What you return must be every line below that includes the word "Serialize".
__________________________________________________
//! In-process senders with scripted behaviour
#![allow(dead_code)]

use std::sync::{
    Arc, Mutex,
    atomic::{AtomicUsize, Ordering},
};

use async_trait::async_trait;
use mailsender_common::{JobId, Letter};
use mailsender_delivery::{Connector, DeliveryError, PermanentError, Sender, TemporaryError};

#[derive(Debug, Default)]
struct Script {
    /// Letters with this subject fail
    fail: Option<String>,
    /// Letters with this subject never finish sending
    hang: Option<String>,
    /// Every letter that reached `send`, in order
    attempts: Mutex<Vec<JobId>>,
}

/// Hands out [`StubSender`]s that follow a shared script
#[derive(Debug, Default)]
pub struct StubConnector {
    script: Arc<Script>,
    refuse: usize,
    connects: AtomicUsize,
}

impl StubConnector {
    /// Every letter is sent successfully
    pub fn accepting() -> Arc<Self> {
        Arc::new(Self::default())
    }

    /// Letters titled `subject` fail with a permanent error
    pub fn failing_on(subject: &str) -> Arc<Self> {
        Arc::new(Self {
            script: Arc::new(Script {
                fail: Some(subject.to_string()),
                ..Script::default()
            }),
            ..Self::default()
        })
    }

    /// Sending a letter titled `subject` never completes
    pub fn hanging_on(subject: &str) -> Arc<Self> {
        Arc::new(Self {
            script: Arc::new(Script {
                hang: Some(subject.to_string()),
                ..Script::default()
            }),
            ..Self::default()
        })
    }

    /// The first `count` connection attempts fail
    pub fn refusing(count: usize) -> Arc<Self> {
        Arc::new(Self {
            refuse: count,
            ..Self::default()
        })
    }

    pub fn attempts(&self) -> Vec<JobId> {
        self.script
            .attempts
            .lock()
            .unwrap_or_else(std::sync::PoisonError::into_inner)
            .clone()
    }
}

#[async_trait]
impl Connector for StubConnector {
    async fn connect(&self) -> Result<Box<dyn Sender>, DeliveryError> {
        if self.connects.fetch_add(1, Ordering::SeqCst) < self.refuse {
            return Err(TemporaryError::ConnectionFailed("stub refused".into()).into());
        }

        Ok(Box::new(StubSender {
            script: Arc::clone(&self.script),
        }))
    }
}

pub struct StubSender {
    script: Arc<Script>,
}

#[async_trait]
impl Sender for StubSender {
    async fn send(&mut self, letter: &Letter) -> Result<(), DeliveryError> {
        self.script
            .attempts
            .lock()
            .unwrap_or_else(std::sync::PoisonError::into_inner)
            .push(letter.id);

        if self.script.hang.as_deref() == Some(letter.subject.as_str()) {
            std::future::pending::<()>().await;
        }

        if self.script.fail.as_deref() == Some(letter.subject.as_str()) {
            return Err(PermanentError::MessageRejected("stub rejected".into()).into());
        }

        Ok(())
    }
}
//! Error types for the SMTP client.

use std::io;

use thiserror::Error;

/// Errors that can occur when using the SMTP client.
#[derive(Error, Debug)]
pub enum ClientError {
    /// IO error occurred during network operations.
    #[error("IO error: {0}")]
    Io(#[from] io::Error),

    /// Failed to parse an SMTP response from the server.
    #[error("Failed to parse SMTP response: {0}")]
    ParseError(String),

    /// The server returned an unexpected SMTP status code.
    #[error("Unexpected SMTP status code: {code} - {message}")]
    UnexpectedResponse { code: u16, message: String },

    /// The server returned an error status code (4xx or 5xx).
    #[error("SMTP error: {code} - {message}")]
    SmtpError { code: u16, message: String },

    /// TLS/SSL error occurred.
    #[error("TLS error: {0}")]
    TlsError(String),

    /// Invalid message builder configuration.
    #[error("Invalid builder configuration: {0}")]
    BuilderError(String),

    /// Connection was closed unexpectedly.
    #[error("Connection closed unexpectedly")]
    ConnectionClosed,

    /// UTF-8 decoding error.
    #[error("UTF-8 error: {0}")]
    Utf8Error(#[from] std::str::Utf8Error),
}

impl ClientError {
    /// Whether the underlying connection can no longer be used.
    #[must_use]
    pub const fn is_connection_lost(&self) -> bool {
        matches!(
            self,
            Self::Io(_) | Self::ConnectionClosed | Self::TlsError(_) | Self::ParseError(_)
        )
    }
}

/// Specialized `Result` type for SMTP client operations.
pub type Result<T> = std::result::Result<T, ClientError>;
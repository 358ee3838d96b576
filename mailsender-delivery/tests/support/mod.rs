pub mod mock_server;
pub mod stubs;
//! SMTP sessions against the mock submission server
#![allow(clippy::expect_used, clippy::unwrap_used)]

mod support;

use mailsender_common::Letter;
use mailsender_delivery::{
    Connector, DeliveryError, PermanentError, Sender, SmtpConfig, SmtpConnector, TlsMode,
};
use support::mock_server::{MockSmtpServer, SmtpCommand};

fn config_for(server: &MockSmtpServer) -> SmtpConfig {
    SmtpConfig {
        host: "127.0.0.1".to_string(),
        port: server.port(),
        username: "user".to_string(),
        password: "pass".to_string(),
        from: Some("bot@example.com".to_string()),
        tls: TlsMode::None,
        helo: "sender.test".to_string(),
        ..SmtpConfig::default()
    }
}

#[tokio::test]
async fn test_successful_delivery() {
    let server = MockSmtpServer::builder()
        .with_credentials("user", "pass")
        .build()
        .await
        .unwrap();

    let mut sender = SmtpConnector::new(config_for(&server))
        .connect()
        .await
        .unwrap();

    let letter = Letter::new(["a@example.com", "b@example.com"], "Hello", "<p>Hi</p>\n.hidden");
    sender.send(&letter).await.unwrap();
    sender.quit().await;

    let commands = server.commands().await;
    assert_eq!(commands[0], SmtpCommand::Ehlo("sender.test".into()));
    assert_eq!(commands[1], SmtpCommand::Auth("user:pass".into()));
    assert_eq!(commands[2], SmtpCommand::MailFrom("FROM:<bot@example.com>".into()));
    assert_eq!(commands[3], SmtpCommand::RcptTo("a@example.com".into()));
    assert_eq!(commands[4], SmtpCommand::RcptTo("b@example.com".into()));
    assert_eq!(commands[5], SmtpCommand::Data);

    let SmtpCommand::MessageContent(content) = &commands[6] else {
        panic!("Expected message content, got {:?}", commands[6]);
    };
    assert!(content.contains("From: bot@example.com\r\n"));
    assert!(content.contains("To: a@example.com, b@example.com\r\n"));
    assert!(content.contains("Subject: Hello\r\n"));
    assert!(content.contains(&format!("Message-ID: <{}@sender.test>\r\n", letter.id)));
    assert!(content.contains("Content-Type: text/html; charset=utf-8\r\n"));
    assert!(content.contains("\r\n..hidden"));

    assert_eq!(commands.last(), Some(&SmtpCommand::Quit));
}

#[tokio::test]
async fn test_rejected_recipient_keeps_session_usable() {
    let server = MockSmtpServer::builder()
        .with_rejected_recipient("nobody@example.com", 550, "User unknown")
        .build()
        .await
        .unwrap();

    let mut sender = SmtpConnector::new(config_for(&server))
        .connect()
        .await
        .unwrap();

    let rejected = Letter::new(["nobody@example.com"], "Hello", "Body");
    let err = sender.send(&rejected).await.unwrap_err();
    assert!(matches!(
        err,
        DeliveryError::Permanent(PermanentError::InvalidRecipient(_))
    ));

    let accepted = Letter::new(["somebody@example.com"], "Hello", "Body");
    sender.send(&accepted).await.unwrap();

    assert_eq!(server.connections(), 1);
    let commands = server.commands().await;
    assert!(commands.contains(&SmtpCommand::Rset));
    assert_eq!(
        commands
            .iter()
            .filter(|command| matches!(command, SmtpCommand::MessageContent(_)))
            .count(),
        1
    );
}

#[tokio::test]
async fn test_rejected_message_is_permanent() {
    let server = MockSmtpServer::builder()
        .with_data_end_response(554, "Spam detected")
        .build()
        .await
        .unwrap();

    let mut sender = SmtpConnector::new(config_for(&server))
        .connect()
        .await
        .unwrap();

    let err = sender
        .send(&Letter::new(["a@example.com"], "Buy now", "Body"))
        .await
        .unwrap_err();
    assert!(matches!(
        err,
        DeliveryError::Permanent(PermanentError::MessageRejected(_))
    ));
}

#[tokio::test]
async fn test_letter_without_recipients() {
    let server = MockSmtpServer::builder().build().await.unwrap();
    let mut sender = SmtpConnector::new(config_for(&server))
        .connect()
        .await
        .unwrap();

    let err = sender
        .send(&Letter::new(Vec::<String>::new(), "Hello", "Body"))
        .await
        .unwrap_err();
    assert!(matches!(
        err,
        DeliveryError::Permanent(PermanentError::NoRecipients)
    ));
}

#[tokio::test]
async fn test_bad_credentials_fail_to_connect() {
    let server = MockSmtpServer::builder()
        .with_credentials("user", "other")
        .build()
        .await
        .unwrap();

    let err = SmtpConnector::new(config_for(&server))
        .connect()
        .await
        .err()
        .expect("Session opened with bad credentials");
    assert!(matches!(
        err,
        DeliveryError::Permanent(PermanentError::AuthenticationFailed(_))
    ));
}

#[tokio::test]
async fn test_starttls_required_but_not_offered() {
    let server = MockSmtpServer::builder().build().await.unwrap();
    let config = SmtpConfig {
        tls: TlsMode::StartTls,
        ..config_for(&server)
    };

    let err = SmtpConnector::new(config)
        .connect()
        .await
        .err()
        .expect("Session opened without STARTTLS");
    assert!(matches!(
        err,
        DeliveryError::Permanent(PermanentError::TlsRequired(_))
    ));
}

#[tokio::test]
async fn test_lost_connection_is_reopened() {
    // EHLO, AUTH, MAIL FROM: the first connection dies before RCPT TO
    let server = MockSmtpServer::builder()
        .with_first_connection_dropped_after(3)
        .build()
        .await
        .unwrap();

    let mut sender = SmtpConnector::new(config_for(&server))
        .connect()
        .await
        .unwrap();

    let letter = Letter::new(["a@example.com"], "Hello", "Body");
    let err = sender.send(&letter).await.unwrap_err();
    assert!(err.is_temporary(), "unexpected error: {err}");

    sender.send(&letter).await.unwrap();
    assert_eq!(server.connections(), 2);
}

#[tokio::test]
async fn test_unreachable_server() {
    let listener = std::net::TcpListener::bind("127.0.0.1:0").unwrap();
    let port = listener.local_addr().unwrap().port();
    drop(listener);

    let config = SmtpConfig {
        host: "127.0.0.1".to_string(),
        port,
        tls: TlsMode::None,
        ..SmtpConfig::default()
    };

    let err = SmtpConnector::new(config)
        .connect()
        .await
        .err()
        .expect("Connected to a closed port");
    assert!(err.is_temporary());
}
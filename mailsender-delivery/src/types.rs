use std::time::Duration;

use serde::{Deserialize, Serialize};

/// Delivery worker pool configuration
#[derive(Debug, Clone, Serialize, Deserialize)]
pub struct DeliveryConfig {
    /// Number of concurrent delivery workers, each with its own session
    ///
    /// Default: 4
    #[serde(default = "default_workers")]
    pub workers: usize,

    #[serde(default)]
    pub smtp: SmtpConfig,
}

impl Default for DeliveryConfig {
    fn default() -> Self {
        Self {
            workers: default_workers(),
            smtp: SmtpConfig::default(),
        }
    }
}

const fn default_workers() -> usize {
    4
}

/// How the submission connection is secured
#[derive(Debug, Clone, Copy, Default, PartialEq, Eq, Serialize, Deserialize)]
pub enum TlsMode {
    /// TLS from the first byte (SMTPS)
    #[default]
    Implicit,
    /// Plain connection upgraded with STARTTLS; fails if the server does not offer it
    StartTls,
    /// No encryption (local relays and tests)
    None,
}

/// Submission server the delivery workers send through
#[derive(Clone, Serialize, Deserialize)]
pub struct SmtpConfig {
    #[serde(default = "default_host")]
    pub host: String,

    /// Default: 465
    #[serde(default = "default_port")]
    pub port: u16,

    /// Leave empty to skip authentication
    #[serde(default)]
    pub username: String,

    #[serde(default)]
    pub password: String,

    /// Envelope sender and From header; falls back to `username`
    #[serde(default)]
    pub from: Option<String>,

    #[serde(default)]
    pub tls: TlsMode,

    /// Accept any server certificate. Testing only.
    #[serde(default)]
    pub accept_invalid_certs: bool,

    /// Name announced in EHLO and used in generated Message-IDs
    #[serde(default = "default_helo")]
    pub helo: String,

    #[serde(default)]
    pub timeouts: SmtpTimeouts,
}

impl std::fmt::Debug for SmtpConfig {
    fn fmt(&self, f: &mut std::fmt::Formatter<'_>) -> std::fmt::Result {
        f.debug_struct("SmtpConfig")
            .field("host", &self.host)
            .field("port", &self.port)
            .field("username", &self.username)
            .field("password", &"<redacted>")
            .field("from", &self.from)
            .field("tls", &self.tls)
            .field("accept_invalid_certs", &self.accept_invalid_certs)
            .field("helo", &self.helo)
            .field("timeouts", &self.timeouts)
            .finish()
    }
}

impl Default for SmtpConfig {
    fn default() -> Self {
        Self {
            host: default_host(),
            port: default_port(),
            username: String::new(),
            password: String::new(),
            from: None,
            tls: TlsMode::default(),
            accept_invalid_certs: false,
            helo: default_helo(),
            timeouts: SmtpTimeouts::default(),
        }
    }
}

impl SmtpConfig {
    #[must_use]
    pub fn address(&self) -> String {
        format!("{}:{}", self.host, self.port)
    }

    /// The sender address used for MAIL FROM and the From header
    #[must_use]
    pub fn sender(&self) -> &str {
        self.from.as_deref().unwrap_or(&self.username)
    }
}

fn default_host() -> String {
    "localhost".to_string()
}

const fn default_port() -> u16 {
    465
}

fn default_helo() -> String {
    "localhost".to_string()
}

/// SMTP operation timeouts
#[derive(Debug, Clone, Serialize, Deserialize, PartialEq, Eq)]
pub struct SmtpTimeouts {
    /// Timeout for connection establishment, greeting, TLS and authentication
    ///
    /// Default: 30 seconds
    #[serde(default = "default_connect_timeout")]
    pub connect_secs: u64,

    /// Timeout for each envelope command (MAIL FROM, RCPT TO, RSET)
    ///
    /// Default: 30 seconds
    #[serde(default = "default_command_timeout")]
    pub command_secs: u64,

    /// Timeout for DATA command and message transmission
    ///
    /// Default: 120 seconds
    #[serde(default = "default_data_timeout")]
    pub data_secs: u64,

    /// Timeout for QUIT command
    ///
    /// Default: 10 seconds
    #[serde(default = "default_quit_timeout")]
    pub quit_secs: u64,
}

impl Default for SmtpTimeouts {
    fn default() -> Self {
        Self {
            connect_secs: default_connect_timeout(),
            command_secs: default_command_timeout(),
            data_secs: default_data_timeout(),
            quit_secs: default_quit_timeout(),
        }
    }
}

impl SmtpTimeouts {
    #[must_use]
    pub const fn connect(&self) -> Duration {
        Duration::from_secs(self.connect_secs)
    }

    #[must_use]
    pub const fn command(&self) -> Duration {
        Duration::from_secs(self.command_secs)
    }

    #[must_use]
    pub const fn data(&self) -> Duration {
        Duration::from_secs(self.data_secs)
    }

    #[must_use]
    pub const fn quit(&self) -> Duration {
        Duration::from_secs(self.quit_secs)
    }
}

const fn default_connect_timeout() -> u64 {
    30
}

const fn default_command_timeout() -> u64 {
    30
}

const fn default_data_timeout() -> u64 {
    120
}

const fn default_quit_timeout() -> u64 {
    10
}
__________________________________________________
Exercise solution
use serde::{Deserialize, Serialize};
#[derive(Debug, Clone, Serialize, Deserialize)]
#[derive(Debug, Clone, Copy, Default, PartialEq, Eq, Serialize, Deserialize)]
#[derive(Clone, Serialize, Deserialize)]
#[derive(Debug, Clone, Serialize, Deserialize, PartialEq, Eq)]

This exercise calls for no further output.